Lo más radical de su hermandad está en cómo entrañan uno el pasado y otro el futuro, la tradición o el nuevo paradigma, tripa misma del asunto: el Conflicto mayúsculo entre la obsolescencia y la utilidad. Y ahí es donde, parece, Toy Story podría estar hablando del tiempo y su efecto ya no sobre el planeta o las personas, sobre las cosas. Un poco sobre eso y un poco sobre los chiches, porque justamente eso es, una Historia de Juguetes.
Y su plus es que no se clausura. Disney gusta de proponer historias donde prima siempre la normativa fabular.
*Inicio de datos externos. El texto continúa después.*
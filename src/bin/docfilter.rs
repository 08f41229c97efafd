use clap::{Parser, Subcommand};
use docfilter::cli::{self as prog_cli, OutputMode};
use docfilter::config::ClientConfig;
use docfilter::utils::logger;
use std::io::Read;
use std::path::{Path, PathBuf};

#[derive(Parser, Debug)]
#[command(name = "docfilter", version, about = "Compile document-query filters", long_about = None)]
struct Cli {
    #[arg(long, help = "Path to a config file (TOML). If omitted, the default locations are searched.")]
    config: Option<PathBuf>,
    #[arg(long, help = "Log level: error|warn|info|debug|trace")]
    log_level: Option<String>,
    #[arg(long, help = "Emit JSON instead of plain text")]
    json: bool,
    #[command(subcommand)]
    command: Commands,
}

#[derive(Subcommand, Debug)]
enum Commands {
    #[command(about = "Compile a filter (JSON) into the query-filter string")]
    Compile {
        #[arg(long, default_value = "-", help = "Filter JSON file, or '-' for stdin")]
        file: PathBuf,
    },
    #[command(about = "Build a sort clause, first field is the primary key")]
    Sort {
        #[arg(long = "field", help = "field[:asc|desc], repeatable")]
        fields: Vec<String>,
    },
    #[command(about = "Compile an update (JSON) into its target filter and update document")]
    Update {
        #[arg(long, default_value = "-", help = "Update JSON file, or '-' for stdin")]
        file: PathBuf,
    },
    #[command(name = "show-config", about = "Print the effective configuration")]
    ShowConfig,
}

fn read_input(path: &Path) -> std::io::Result<String> {
    if path.as_os_str() == "-" {
        let mut s = String::new();
        std::io::stdin().read_to_string(&mut s)?;
        Ok(s)
    } else {
        std::fs::read_to_string(path)
    }
}

fn main() {
    let cli = Cli::parse();
    let cfg = match ClientConfig::load(cli.config.as_deref()) {
        Ok(c) => c,
        Err(e) => {
            eprintln!("error: {e}");
            std::process::exit(1);
        }
    };
    let level = cli.log_level.as_deref().or(cfg.log_level.as_deref());
    let logging = if std::env::var_os("DOCFILTER_LOG_DIR").is_some() {
        logger::configure_from_env()
    } else if cfg.log_dir.is_some() || level.is_some() {
        logger::configure_logging(cfg.log_dir.as_deref(), level, None, false)
    } else {
        Ok(())
    };
    if let Err(e) = logging {
        eprintln!("warning: logging not configured: {e}");
    }
    let mode = if cli.json { OutputMode::Json } else { OutputMode::Plain };

    let cmd = match cli.command {
        Commands::Compile { file } => read_input(&file)
            .map(|filter_json| prog_cli::Command::Compile { filter_json }),
        Commands::Sort { fields } => Ok(prog_cli::Command::Sort { fields }),
        Commands::Update { file } => read_input(&file)
            .map(|update_json| prog_cli::Command::Update { update_json }),
        Commands::ShowConfig => Ok(prog_cli::Command::ShowConfig { config: cfg.clone() }),
    };
    let cmd = match cmd {
        Ok(c) => c,
        Err(e) => {
            eprintln!("error: {e}");
            std::process::exit(1);
        }
    };
    let mut stdout = std::io::stdout().lock();
    if let Err(e) = prog_cli::run(cmd, mode, &mut stdout) {
        eprintln!("error: {e}");
        std::process::exit(1);
    }
}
Pixar acaricia mensajes más literales algunas veces (Wall-E), pero no refrenda ningún sentido para Toy Story. Es una de aventuras como un videojuego de plataformas o una de Indiana Jones; una de iniciación a la manera de Cuenta conmigo (espíritu delimitado en su canción original, “Yo soy tu amigo fiel”), una de táctica y estrategia como Mi pobre angelito (el plan de reencuentro con Andy de los juguetes, el sistema de defensa doméstica de Kevin) y una de fantasía para niños en la que la magia no depende de escuelas palaciegas, cavernas infestadas de orcos ni perros voladores, sino de la más elemental magia habida: esa que fomenta a vivir ante todas las adversidades. Sea en el infinito o más acá.